After touring through the Kgalagadi Transfrontier Park (Gemsbok National Park on this map) in the southwestern part of Botswana  so rich with game and bird life, I was thrilled to be back in Botswana.  I took a connecting flight from Johannesburg, landed at the Kasane airport and was very happy to see Marius, Collin and Carol.  They had met up in Palapye and driven together through Francistown, Nata and on to Kasane.  Kasane is a town in the far northeastern corner of Botswana, where four countries meet – Botswana, Namibia, Zambia and Zimbabwe.  The town lies on the south bank of the Chobe River and is at the north-eastern boundary of Chobe National Park.  It is a popular access point to the Park, the Okavango Delta, the Caprivi Strip (Namibia) and Victoria Falls.

Kasane Airport
We headed into town for lunch.  On the way, I heard about, but did not see until later, the official mascot – an elephant who likes to drink from a leak in a water pipe just outside of town.


Kasane's Town Mascot


We picked up some supplies and then headed into the Chobe National Park.  It just so happens that Carol’s cousin Tania and her husband, Johan are the managers at the five star Chobe Game Lodge close to Kasane and inside the park.  They have lived in this breathtakingly beautiful setting for the past 10 years! www.chobegamelodge.co.bw  

Chobe Game Lodge is “leading the way for responsible tourism in Botswana” with innovative recycling programs and participation in community development projects.  They also have the only all-female guiding crew in Botswana – the Chobe Angels!!


The Lodge is literally surrounded by elephants that can be observed from the board walks and observation decks that are situated above the river bank.  Kudu, hippo and a wide variety of birds are always near.
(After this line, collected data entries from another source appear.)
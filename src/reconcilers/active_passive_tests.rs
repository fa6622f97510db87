// Copyright (c) 2025 Erick Bourgeois, firestoned
// SPDX-License-Identifier: MIT

//! Unit tests for `active_passive.rs`

#[cfg(test)]
mod tests {
    use crate::dns_errors::ReconcileError;
    use crate::reconcilers::{Outcome, RunAction, RunRequest};
    use crate::record::{Intent, ReconciliationOperation};
    use crate::testing::{set, svc_b, Harness, Write};

    fn request(action: RunAction, datacenter: &str) -> RunRequest {
        RunRequest {
            include_active_passive: true,
            ..RunRequest::new(action, datacenter)
        }
    }

    #[tokio::test]
    async fn test_depool_moves_to_other_site() {
        let h = Harness::new(&[(svc_b(), &["eqiad"])], &["move"]);

        let report = h
            .engine
            .run(&request(RunAction::Depool, "eqiad"))
            .await
            .unwrap();

        assert!(report.success());
        assert_eq!(report.outcome("svcB").unwrap().outcome, Outcome::Applied);
        assert_eq!(
            h.control_plane.writes(),
            vec![Write::pool("svcB", "codfw"), Write::depool("svcB", "eqiad")]
        );
        assert_eq!(h.control_plane.pooled_set("svcB"), set(&["codfw"]));
        assert_eq!(
            h.prompt.asked()[0].0,
            "svcB.discovery.wmnet is only pooled in eqiad: skip or move to codfw?"
        );
        // Stale template markers are cleaned before the cache wipe
        let commands = h.commands();
        assert_eq!(commands.len(), 2);
        assert!(commands[0].starts_with("rm -fv /var/run/confd-template/.discovery-svcB"));
        assert_eq!(
            commands[1],
            "sudo rec_control wipe-cache svcB.discovery.wmnet"
        );
    }

    #[tokio::test]
    async fn test_split_brain_is_never_touched() {
        let h = Harness::new(&[(svc_b(), &["eqiad", "codfw"])], &["move"]);

        let report = h
            .engine
            .run(&request(RunAction::Depool, "eqiad"))
            .await
            .unwrap();

        let outcome = report.outcome("svcB").unwrap();
        assert_eq!(outcome.outcome, Outcome::Skipped);
        assert_eq!(outcome.reason, Some("SplitBrain"));
        assert!(h.control_plane.writes().is_empty());
        assert!(h.prompt.asked().is_empty());
        assert_eq!(report.needs_attention().count(), 1);
    }

    #[tokio::test]
    async fn test_pool_where_already_pooled_is_noop() {
        let h = Harness::new(&[(svc_b(), &["codfw"])], &[]);

        let report = h
            .engine
            .run(&request(RunAction::Pool, "codfw"))
            .await
            .unwrap();

        assert_eq!(report.outcome("svcB").unwrap().outcome, Outcome::NoOp);
        assert!(h.control_plane.writes().is_empty());
        assert!(h.prompt.asked().is_empty());
    }

    #[tokio::test]
    async fn test_pool_moves_from_other_site() {
        let h = Harness::new(&[(svc_b(), &["eqiad"])], &["move"]);

        h.engine
            .run(&request(RunAction::Pool, "codfw"))
            .await
            .unwrap();

        assert_eq!(
            h.control_plane.writes(),
            vec![Write::pool("svcB", "codfw"), Write::depool("svcB", "eqiad")]
        );
    }

    #[tokio::test]
    async fn test_pool_unpooled_record_writes_once() {
        let h = Harness::new(&[(svc_b(), &[])], &["move"]);

        h.engine
            .run(&request(RunAction::Pool, "eqiad"))
            .await
            .unwrap();

        assert_eq!(h.control_plane.writes(), vec![Write::pool("svcB", "eqiad")]);
        assert_eq!(
            h.prompt.asked()[0].0,
            "svcB.discovery.wmnet is only pooled in none: skip or move to eqiad?"
        );
    }

    #[tokio::test]
    async fn test_active_passive_skipped_unless_requested() {
        let h = Harness::new(&[(svc_b(), &["eqiad"])], &["move"]);

        let report = h
            .engine
            .run(&RunRequest::new(RunAction::Depool, "eqiad"))
            .await
            .unwrap();

        assert!(report.outcomes.is_empty());
        assert!(h.control_plane.writes().is_empty());
    }

    #[tokio::test]
    async fn test_multi_target_is_rejected() {
        let h = Harness::new(&[(svc_b(), &["eqiad"])], &[]);
        let operation = ReconciliationOperation::with_before_state(
            svc_b(),
            "eqiad",
            Intent::Restore(set(&["eqiad", "codfw"])),
            set(&["eqiad"]),
        );

        let err = h
            .engine
            .reconcile_active_passive(&operation, false)
            .await
            .unwrap_err();

        assert!(matches!(err, ReconcileError::MultiTarget { .. }));
        assert!(h.control_plane.writes().is_empty());
    }
}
Warthogs take advantage of the freshly watered green grass and baboons keep a close watch from the perimeter of the grounds hoping for a possible treat.

Warthogs trimming and then fertilizing the grass (Photo by Carol)
Breeding herd of elephants at the beach!  View from deck at the lodge.
A curious youngster (Photo by Carol)
A brand new baby still has its fur.  (Photo by Carol)
A Great White Egret in the Chobe River
We stayed two nights and experienced spectacular sunsets, an early morning game drive, an afternoon river cruise and Collin even had a massage.  A perfect day ended with a mouthwatering evening meal on one of the decks overlooking the Chobe River complete with excellent company, linens, wine, candlelight, a clear sky and almost full moon!!
Sunset the first evening at Chobe Game Lodge

Early Morning Game Drive

Sunrise 5/12/14
Collin and Marius
Khori Bustard - heaviest bird capable of flight (wingspan 7 - 9 feet)
Elephants and Giraffe
Yellow Bellied Greenbull

Afternoon Boat Ride

Cruising down the Chobe River  (Photo by Carol)
Collin - enjoying the ride  (Photo by Carol)
Egyptian Goose, African Darter, White Faced Ducks and a Blacksmith Plover
Houseboat for rent on the Chobe

A fun day at the beach!!
The second sunset at Chobe Game Lodge - two perfect evenings in a row!!
Dinner with Tania and Johan under the stars (and the moon)
Planning the route through Zambia (Photo by Carol)

We absolutely reveled in luxury and cannot thank Tania and Johan enough for their delightful company and outstanding hospitality!!

P.S.
Carol got this great shot of a little Blue Waxbill (Blousysie in Afrikaans), comparable in size to a finch, while we were exiting the Chobe National Park.  There was a flock of them in the tree near the exit gate. This one had no fear letting Carol get very close!